According to Ronald Cicinelli, the attorney representing the Metropolitan Alliance of Police, the Village of Oak Lawn contacted the union only 38 days after agreeing to the 2012 contract and threatened to outsource the jobs unless the union agreed to concessions because of a “financial crisis”.

Cicinelli, in response to inquiries from the Oak Lawn Leaf, said that the Village of Oak Lawn Attorneys contacted the union “saying, in essence, that the village would have to outsource dispatching services if the union did not agree to help with the dire financial situation that it had not disclosed until approving the aforementioned labor contract.”

According to Cicinelli, the union officials and village officials met and the village attached a dollar amount to the financial crisis that the village claimed totaled $1.l million dollars.  “The telecommunicators (union members) were asked to submit concessions that total $369,000.00 to help alleviate the crisis, with the remainder of the shortage being rectified by increasing the costs to the towns served by the center,” said Cicinelli…. the Village of Oak Lawn reportedly sent the other municipalities it serves through the 911 operating system, invoices with the increased costs.

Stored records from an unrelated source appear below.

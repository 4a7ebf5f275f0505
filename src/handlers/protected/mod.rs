// handlers/protected/mod.rs - Protected handlers (session required)
//
// Every route here runs behind the auth chain:
// jwt_auth_middleware → validate_user_middleware → validate_tenant_middleware,
// which leaves an `AuthUser` in the request extensions. Role checks are made
// per handler.

pub mod auth;
pub mod cases;
pub mod customers;
pub mod links;
pub mod users;

use axum::{
    middleware::from_fn_with_state,
    routing::{get, post, put},
    Router,
};

use crate::middleware::{jwt_auth_middleware, validate_tenant_middleware, validate_user_middleware};
use crate::state::AppState;

pub fn routes(state: AppState) -> Router<AppState> {
    Router::new()
        .route("/auth/me", get(auth::me))
        .route("/cases", get(cases::list).post(cases::create))
        .route("/cases/export", get(cases::export))
        .route("/cases/:id", get(cases::get).put(cases::update).delete(cases::delete))
        .route("/customers", get(customers::list).post(customers::create))
        .route("/customers/search", get(customers::autocomplete))
        .route(
            "/customers/:id",
            get(customers::get).put(customers::update).delete(customers::delete),
        )
        .route("/users", get(users::list).post(users::create))
        .route("/users/:id", get(users::get).put(users::update).delete(users::delete))
        .route("/shareable-links", post(links::create))
        .route("/shareable-links/case/:id", get(links::list_for_case))
        .route("/shareable-links/:id/revoke", put(links::revoke))
        .route("/shareable-links/:id", axum::routing::delete(links::delete))
        // Layers run bottom-up: the JWT check first, the company check last
        .route_layer(from_fn_with_state(state.clone(), validate_tenant_middleware))
        .route_layer(from_fn_with_state(state.clone(), validate_user_middleware))
        .route_layer(from_fn_with_state(state, jwt_auth_middleware))
}
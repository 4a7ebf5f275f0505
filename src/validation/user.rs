use serde::{Deserialize, Serialize};

use super::auth::{MIN_PASSWORD_LEN, PASSWORD_TOO_SHORT};
use super::{Checker, FieldErrors, Validate};
use crate::database::models::{UserRole, UserStatus};

#[derive(Debug, Deserialize)]
#[serde(rename_all = "camelCase", deny_unknown_fields)]
pub struct CreateUserRequest {
    pub email: Option<String>,
    pub password: Option<String>,
    pub first_name: Option<String>,
    pub last_name: Option<String>,
    pub role: Option<String>,
}

#[derive(Debug, Clone)]
pub struct NewUser {
    pub email: String,
    pub password: String,
    pub first_name: String,
    pub last_name: String,
    pub role: UserRole,
}

impl Validate for CreateUserRequest {
    type Output = NewUser;

    fn validate(self) -> Result<NewUser, FieldErrors> {
        let mut c = Checker::new();
        let email = c.required("email", self.email.as_deref(), "Email is required").to_lowercase();
        if !email.is_empty() {
            c.email("email", Some(&email));
        }
        let password = self.password.unwrap_or_default();
        if password.chars().count() < MIN_PASSWORD_LEN {
            c.error("password", PASSWORD_TOO_SHORT);
        }
        let first_name = c.required("firstName", self.first_name.as_deref(), "First name is required");
        let last_name = c.required("lastName", self.last_name.as_deref(), "Last name is required");
        let role = match c.optional(self.role.as_deref()) {
            None => UserRole::Staff,
            Some(r) => parse_role(&mut c, &r),
        };

        c.finish(NewUser {
            email,
            password,
            first_name,
            last_name,
            role,
        })
    }
}

#[derive(Debug, Deserialize)]
#[serde(rename_all = "camelCase", deny_unknown_fields)]
pub struct UpdateUserRequest {
    pub first_name: Option<String>,
    pub last_name: Option<String>,
    pub role: Option<String>,
    pub status: Option<String>,
}

/// Fields an admin may change on a user. Absent fields stay as they are.
#[derive(Debug, Clone, Default, Serialize)]
pub struct UserChanges {
    #[serde(skip_serializing_if = "Option::is_none")]
    pub first_name: Option<String>,
    #[serde(skip_serializing_if = "Option::is_none")]
    pub last_name: Option<String>,
    #[serde(skip_serializing_if = "Option::is_none")]
    pub role: Option<UserRole>,
    #[serde(skip_serializing_if = "Option::is_none")]
    pub status: Option<UserStatus>,
}

impl Validate for UpdateUserRequest {
    type Output = UserChanges;

    fn validate(self) -> Result<UserChanges, FieldErrors> {
        let mut c = Checker::new();
        let first_name = c.optional(self.first_name.as_deref());
        let last_name = c.optional(self.last_name.as_deref());
        let role = c.optional(self.role.as_deref()).map(|r| parse_role(&mut c, &r));
        let status = match c.optional(self.status.as_deref()).as_deref() {
            None => None,
            Some("active") => Some(UserStatus::Active),
            Some("inactive") => Some(UserStatus::Inactive),
            Some(_) => {
                c.error("status", "Status must be 'active' or 'inactive'");
                None
            }
        };

        c.finish(UserChanges {
            first_name,
            last_name,
            role,
            status,
        })
    }
}

fn parse_role(c: &mut Checker, role: &str) -> UserRole {
    UserRole::parse(role).unwrap_or_else(|| {
        c.error("role", "Invalid role");
        UserRole::ReadOnly
    })
}

#[cfg(test)]
mod tests {
    use super::*;
    use serde_json::json;

    #[test]
    fn new_users_default_to_staff() {
        let req: CreateUserRequest = serde_json::from_value(json!({
            "email": "Staff@Firm.ge", "password": "secret1", "firstName": "Levan", "lastName": "Gelashvili"
        }))
        .unwrap();
        let user = req.validate().unwrap();
        assert_eq!(user.role, UserRole::Staff);
        assert_eq!(user.email, "staff@firm.ge");
    }

    #[test]
    fn unknown_role_is_a_field_error() {
        let req: CreateUserRequest = serde_json::from_value(json!({
            "email": "a@b.ge", "password": "secret1", "firstName": "A", "lastName": "B", "role": "Owner"
        }))
        .unwrap();
        assert_eq!(req.validate().unwrap_err()["role"], "Invalid role");
    }

    #[test]
    fn update_keeps_absent_fields_out_of_the_changes() {
        let req: UpdateUserRequest = serde_json::from_value(json!({ "role": "CompanyAdmin", "firstName": "" })).unwrap();
        let changes = req.validate().unwrap();
        assert_eq!(changes.role, Some(UserRole::Admin));
        let doc = serde_json::to_value(&changes).unwrap();
        assert_eq!(doc, json!({ "role": "Admin" }));
    }

    #[test]
    fn bad_status_is_rejected() {
        let req: UpdateUserRequest = serde_json::from_value(json!({ "status": "banned" })).unwrap();
        assert!(req.validate().unwrap_err().contains_key("status"));
    }
}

The negotiations broke down further according to the union when the Village informed the union that the entire 3.8 million dollar budget would be spent by the end of July.  Cicinelli claimed that “it is obvious that cost overruns can be attributed, in part, to overtime created by supervisory personnel who no longer count as working dispatchers and the failure to replace three dispatchers who either retired or resigned.” According to Violetto’s letter, the Village’s Emergency Communications Director, Kathy Hansen requested in the last contract that the three dispatchers be called team leaders and not be counted in the manpower numbers to operate the room.  Violetto claims that the three team leaders are now administrative help to Hansen and questioned the need for three people to provide administrative help to the director.  The savings in returning the three supervisors to the manpower count would save the village $152,232.20 a year according to the union. Hansen stated department overtime through August 2013 stood at $124,855.  The union has claimed that the overtime is attributed in part to overtime created by the new supervisory personnel and the failure of the village to replace three open dispatcher positions.

At the November 6, 2013 budget meeting, Oak Lawn’s emergency communications director Kathy Hansen said that due to revenue lost from state-regulated phone surcharges as users switch to cell phones, the department is losing revenue while expenses continue to rise. Industry experts estimate that the total phones used in any municipality are split with 70% cell phone use and 30% landline use.

Currently, the telecommunications tax is only assessed on landlines.  The village received over one million dollars in the telecommunications tax last year.  If the tax is extended by the federal government as expected in the summer, the revenue to the village would exceed $2.3 million dollars thereby solving the problem. By outsourcing to Norcomm, the village claims it would save $446,000 a year for the next two years.